La antigua máxima atribuida a Hipócrates, “Que tu alimento sea tu medicina”, adquiere una nueva relevancia en nuestro tiempo, especialmente en el ámbito de la nutrición y el bienestar. El ayuno intermitente, una práctica defendida por el padre de la medicina como un “médico interno” capaz de activar los mecanismos de reparación del organismo, ha resurgido con fuerza. Hoy, este método ancestral se encuentra en el epicentro de la investigación científica, que, con ciertas salvedades, respalda sus beneficios para la salud. A pesar de que la Organización Mundial de la Salud no lo ha integrado en sus directrices oficiales para la prevención de enfermedades crónicas, numerosos estudios revelan efectos positivos en la mejora metabólica y la gestión del peso, siempre que su implementación se realice bajo una supervisión profesional adecuada.
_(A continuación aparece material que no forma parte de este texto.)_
fn cmd_schema(stream: Option<StreamKind>, format: OutputFormat) -> Result<(), JournalCliError> {
    let streams: Vec<StreamKind> = match stream {
        Some(s) => vec![s],
        None => StreamKind::ALL.to_vec(),
    };

    let layouts: Vec<SchemaInfo> = streams
        .into_iter()
        .map(|stream| {
            let schema = schema_for(stream);
            SchemaInfo {
                stream,
                file: stream.file_name(),
                version: schema.current().version,
                columns: schema
                    .columns
                    .iter()
                    .map(|c| ColumnInfo {
                        name: c.name,
                        kind: c.kind,
                        required: c.required,
                    })
                    .collect(),
                legacy_headers: schema
                    .versions
                    .iter()
                    .filter(|v| !v.is_current())
                    .map(|v| v.header.join(","))
                    .collect(),
            }
        })
        .collect();

    emit(&layouts, format, |layouts: &Vec<SchemaInfo>| {
        for info in layouts {
            println!("{} ({}, v{})", info.stream, info.file, info.version);
            for column in &info.columns {
                println!(
                    "  {:<16} {:?}{}",
                    column.name,
                    column.kind,
                    if column.required { "" } else { " (optional)" }
                );
            }
            for header in &info.legacy_headers {
                println!("  legacy header: {}", header);
            }
        }
    })
}

// Helper functions

fn emit<T: Serialize>(
    value: &T,
    format: OutputFormat,
    text: impl FnOnce(&T),
) -> Result<(), JournalCliError> {
    match format {
        OutputFormat::Text => text(value),
        OutputFormat::Json => println!("{}", serde_json::to_string(value)?),
        OutputFormat::JsonPretty => println!("{}", serde_json::to_string_pretty(value)?),
    }
    Ok(())
}

// Error types

#[derive(Debug)]
enum JournalCliError {
    Journal(JournalError),
    Io(io::Error),
    Json(serde_json::Error),
    NoQuestion,
    DoctorFailed,
}

impl From<JournalError> for JournalCliError {
    fn from(e: JournalError) -> Self {
        JournalCliError::Journal(e)
    }
}

impl From<ValidationError> for JournalCliError {
    fn from(e: ValidationError) -> Self {
        JournalCliError::Journal(JournalError::Validation(e))
    }
}

impl From<io::Error> for JournalCliError {
    fn from(e: io::Error) -> Self {
        JournalCliError::Io(e)
    }
}

impl From<serde_json::Error> for JournalCliError {
    fn from(e: serde_json::Error) -> Self {
        JournalCliError::Json(e)
    }
}

#[derive(serde::Serialize)]
struct CliError {
    code: String,
    message: String,
    hint: Option<String>,
}
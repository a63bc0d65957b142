//! Input boundary
//!
//! Raw values as a form collects them (separate date and time strings, a
//! selected label, an integer severity, free text) are validated here and
//! turned into records. Nothing that fails validation reaches the store.

use crate::error::ValidationError;
use crate::types::{
    Category, EmotionEntry, EmotionType, MealEntry, MealType, Severity, SymptomEntry, SymptomType,
};
use chrono::{NaiveDate, NaiveDateTime, NaiveTime};
use serde::{Deserialize, Serialize};

/// Combine a `YYYY-MM-DD` date and an `HH:MM[:SS]` time
pub fn combine_date_time(date: &str, time: &str) -> Result<NaiveDateTime, ValidationError> {
    let day = NaiveDate::parse_from_str(date.trim(), "%Y-%m-%d")
        .map_err(|_| ValidationError::InvalidDate(date.to_string()))?;

    let time_trimmed = time.trim();
    let clock = NaiveTime::parse_from_str(time_trimmed, "%H:%M:%S")
        .or_else(|_| NaiveTime::parse_from_str(time_trimmed, "%H:%M"))
        .map_err(|_| ValidationError::InvalidTime(time.to_string()))?;

    Ok(day.and_time(clock))
}

/// Values collected by the meal form
#[derive(Debug, Clone, Default, PartialEq, Eq, Serialize, Deserialize)]
pub struct MealForm {
    pub date: String,
    pub time: String,
    pub meal_type: String,
    pub food_consumed: String,
    #[serde(default)]
    pub notes: Option<String>,
}

impl MealForm {
    pub fn validate(&self) -> Result<MealEntry, ValidationError> {
        let timestamp = combine_date_time(&self.date, &self.time)?;
        let meal_type = MealType::from_label(&self.meal_type)?;
        MealEntry::new(
            timestamp,
            meal_type,
            self.food_consumed.clone(),
            self.notes.clone(),
        )
    }
}

/// Values collected by the symptom form
#[derive(Debug, Clone, Default, PartialEq, Eq, Serialize, Deserialize)]
pub struct SymptomForm {
    pub date: String,
    pub time: String,
    pub symptom_type: String,
    pub severity: i64,
    #[serde(default)]
    pub notes: Option<String>,
}

impl SymptomForm {
    pub fn validate(&self) -> Result<SymptomEntry, ValidationError> {
        let timestamp = combine_date_time(&self.date, &self.time)?;
        let symptom_type = SymptomType::from_label(&self.symptom_type)?;
        let severity = Severity::new(self.severity)?;
        Ok(SymptomEntry::new(
            timestamp,
            symptom_type,
            severity,
            self.notes.clone(),
        ))
    }
}

/// Values collected by the emotion form
#[derive(Debug, Clone, Default, PartialEq, Eq, Serialize, Deserialize)]
pub struct EmotionForm {
    pub date: String,
    pub time: String,
    pub emotion_type: String,
    pub severity: i64,
    #[serde(default)]
    pub notes: Option<String>,
}

impl EmotionForm {
    pub fn validate(&self) -> Result<EmotionEntry, ValidationError> {
        let timestamp = combine_date_time(&self.date, &self.time)?;
        let emotion_type = EmotionType::from_label(&self.emotion_type)?;
        let severity = Severity::new(self.severity)?;
        Ok(EmotionEntry::new(
            timestamp,
            emotion_type,
            severity,
            self.notes.clone(),
        ))
    }
}
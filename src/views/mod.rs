//! Derived views over loaded tables
//!
//! Every function here is pure: it takes loaded tables and returns plain
//! serialisable values for a presentation layer. Nothing touches the store.

mod correlation;
mod frequency;
mod summary;
mod timeline;

pub use correlation::{correlate, pearson, Alignment, CorrelationPair, CorrelationView, JoinedRow};
pub use frequency::{top_n, value_counts, ValueCount};
pub use summary::{summarize, ColumnStats, ColumnSummary, NumericSummary, StreamSummary};
pub use timeline::{daily_counts, time_series, DailyCount, TimePoint, TimeSeries};

#[cfg(test)]
pub(crate) mod test_support {
    use crate::reader::{parse_stream, LoadPolicy};
    use crate::table::Table;
    use crate::types::StreamKind;

    /// Build a table from stream file text
    pub fn table(stream: StreamKind, content: &str) -> Table {
        parse_stream(stream, content, LoadPolicy::Strict)
            .unwrap()
            .table
    }
}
El Redescubrimiento del Ayuno Intermitente: Una Práctica Milenaria en la Era Moderna
El 21 de febrero de 2026, la nutricionista Natalia de la Rosa Ochoa subrayó que el ayuno intermitente no es una novedad, sino una estrategia nutricional con raíces profundas en la historia. En la antigua Grecia, pensadores como Hipócrates ya valoraban el ayuno como un pilar fundamental para la salud, considerándolo un catalizador de los procesos naturales de curación del cuerpo. Esta práctica, que formaba parte intrínseca de la vida cotidiana en épocas donde la disponibilidad constante de alimentos era una rareza, ha captado nuevamente el interés global. La doctora Lara Victoria, especialista en medicina estética y cofundadora de Lessaging, junto a la doctora Ana Maldonado, destacan que el auge actual del ayuno intermitente se debe, en gran parte, a su potencial para optimizar la composición corporal y la salud metabólica.
Según la explicación de Natalia de la Rosa, el ayuno intermitente se define como un patrón de alimentación que alterna periodos de ingesta con fases de ayuno, en las cuales el consumo calórico es mínimo o nulo. Su esencia no radica tanto en lo que se come, sino en cuándo se come, adaptando los horarios a esquemas específicos como 12:12, 16:8 o 20:4. Existen diversas modalidades, desde el ayuno esporádico hasta el diario, semanal o mensual, cada uno con sus particularidades. La doctora Lara Victoria aconseja iniciar con un protocolo sostenible y ajustado a las necesidades individuales, enfatizando la importancia de mantener una ingesta adecuada de proteínas para preservar la masa muscular.
La evidencia científica, aunque todavía en desarrollo en humanos para efectos a largo plazo, ya apunta a beneficios significativos. Un estudio publicado en The New England Journal of Medicine describe que los patrones de alimentación estructurados con periodos de ayuno pueden inducir cambios metabólicos favorables, como la mejora de la presión arterial, la frecuencia cardíaca en reposo y la eficiencia en el uso de la energía por parte del cuerpo. Estos efectos se asocian con marcadores de salud relacionados con el envejecimiento y la respuesta al estrés celular. No obstante, Natalia de la Rosa advierte que el ayuno intermitente no debe catalogarse como inherentemente bueno o malo, sino como una herramienta que, si bien puede ser útil, requiere una evaluación individualizada. Es crucial extremar la precaución en pacientes con antecedentes de trastornos alimentarios o una relación poco saludable con la comida. Además, la especialista subraya que el ayuno no es una dieta para perder peso por sí mismo, sino una estrategia que debe complementarse con una alimentación equilibrada y la educación en hábitos saludables. Sin esta base, puede generar ansiedad, alterar el apetito y provocar deficiencias nutricionales. Con un enfoque adecuado y bajo la guía de un profesional, el ayuno intermitente puede integrarse a largo plazo en el estilo de vida, siempre que no genere malestar o dificultades en la rutina diaria, siendo una herramienta más, no una solución milagrosa.
La sabiduría de Hipócrates, quien consideraba la comida como el principal medicamento, encuentra hoy una resonancia inesperada en el campo de la nutrición moderna. El ayuno intermitente, lejos de ser una moda pasajera, se perfila como una estrategia prometedora para la salud metabólica. Sin embargo, su éxito radica en una aplicación consciente y personalizada. La clave está en comprender que la alimentación va más allá de saciar el hambre; es una herramienta poderosa para el bienestar integral, y el ayuno, cuando se integra con inteligencia y respeto por el propio cuerpo, puede convertirse en un valioso aliado en el camino hacia una vida más sana.